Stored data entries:

--

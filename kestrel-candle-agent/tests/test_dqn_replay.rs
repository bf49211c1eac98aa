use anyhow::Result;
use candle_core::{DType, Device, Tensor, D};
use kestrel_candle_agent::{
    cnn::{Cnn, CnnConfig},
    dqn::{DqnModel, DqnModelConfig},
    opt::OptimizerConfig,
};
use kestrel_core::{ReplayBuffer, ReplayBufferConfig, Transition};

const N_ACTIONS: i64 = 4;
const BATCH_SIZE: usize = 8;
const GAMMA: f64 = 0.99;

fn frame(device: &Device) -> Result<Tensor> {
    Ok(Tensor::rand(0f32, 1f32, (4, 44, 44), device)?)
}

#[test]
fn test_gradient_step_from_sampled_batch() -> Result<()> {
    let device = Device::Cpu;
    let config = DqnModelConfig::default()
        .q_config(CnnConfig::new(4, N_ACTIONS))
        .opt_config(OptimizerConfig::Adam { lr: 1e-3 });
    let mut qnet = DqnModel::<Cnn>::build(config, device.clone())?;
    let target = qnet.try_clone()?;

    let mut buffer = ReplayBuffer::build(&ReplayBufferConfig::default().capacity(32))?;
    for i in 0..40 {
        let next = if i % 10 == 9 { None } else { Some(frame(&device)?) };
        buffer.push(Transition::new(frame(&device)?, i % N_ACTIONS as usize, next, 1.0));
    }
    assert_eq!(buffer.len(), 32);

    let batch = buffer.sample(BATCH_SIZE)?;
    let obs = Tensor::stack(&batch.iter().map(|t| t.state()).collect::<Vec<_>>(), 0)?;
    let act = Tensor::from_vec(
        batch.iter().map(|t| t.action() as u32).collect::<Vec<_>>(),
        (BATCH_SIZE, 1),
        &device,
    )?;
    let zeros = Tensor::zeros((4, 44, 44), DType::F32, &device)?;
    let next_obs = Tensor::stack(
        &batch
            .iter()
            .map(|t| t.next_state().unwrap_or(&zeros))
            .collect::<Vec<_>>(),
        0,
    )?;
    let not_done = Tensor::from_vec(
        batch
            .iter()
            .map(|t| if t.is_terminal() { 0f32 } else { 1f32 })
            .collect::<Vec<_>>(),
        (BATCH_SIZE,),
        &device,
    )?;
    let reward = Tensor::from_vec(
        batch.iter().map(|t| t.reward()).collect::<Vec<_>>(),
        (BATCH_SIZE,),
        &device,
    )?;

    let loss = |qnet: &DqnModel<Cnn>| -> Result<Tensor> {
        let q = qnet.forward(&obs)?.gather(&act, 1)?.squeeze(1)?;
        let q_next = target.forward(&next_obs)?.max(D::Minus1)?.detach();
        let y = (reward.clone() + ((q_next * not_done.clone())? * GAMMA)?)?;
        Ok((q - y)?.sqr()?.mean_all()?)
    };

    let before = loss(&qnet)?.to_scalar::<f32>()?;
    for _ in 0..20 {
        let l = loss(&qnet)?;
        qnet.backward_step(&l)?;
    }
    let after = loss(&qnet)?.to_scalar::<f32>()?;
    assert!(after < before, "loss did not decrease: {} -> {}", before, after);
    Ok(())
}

--

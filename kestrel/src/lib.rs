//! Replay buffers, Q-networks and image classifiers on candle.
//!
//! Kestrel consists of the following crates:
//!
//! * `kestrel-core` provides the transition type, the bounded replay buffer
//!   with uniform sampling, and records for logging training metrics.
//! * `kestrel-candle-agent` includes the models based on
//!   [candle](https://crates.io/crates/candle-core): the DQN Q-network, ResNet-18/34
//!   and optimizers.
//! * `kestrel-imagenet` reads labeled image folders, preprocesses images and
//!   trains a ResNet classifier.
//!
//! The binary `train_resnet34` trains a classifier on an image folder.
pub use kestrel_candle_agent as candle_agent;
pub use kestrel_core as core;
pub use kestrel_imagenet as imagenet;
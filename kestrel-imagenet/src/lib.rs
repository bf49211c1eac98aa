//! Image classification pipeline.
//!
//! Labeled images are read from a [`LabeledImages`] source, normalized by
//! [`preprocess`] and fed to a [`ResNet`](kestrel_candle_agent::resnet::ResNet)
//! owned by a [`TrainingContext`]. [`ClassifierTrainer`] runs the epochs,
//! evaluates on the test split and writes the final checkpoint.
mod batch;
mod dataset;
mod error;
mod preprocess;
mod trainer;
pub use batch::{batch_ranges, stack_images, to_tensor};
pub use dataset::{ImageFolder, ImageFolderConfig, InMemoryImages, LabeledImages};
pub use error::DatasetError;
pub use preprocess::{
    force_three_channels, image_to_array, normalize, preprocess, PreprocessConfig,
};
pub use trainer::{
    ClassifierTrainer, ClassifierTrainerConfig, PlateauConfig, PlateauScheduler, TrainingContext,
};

--

* What this task involves *
"ReplayBufferConfig" is the word to look for; copy every line of the data that has it.

* Output of the task *
use kestrel_core::{ReplayBuffer, ReplayBufferConfig, Transition};
    let mut buffer = ReplayBuffer::build(&ReplayBufferConfig::default().capacity(32))?;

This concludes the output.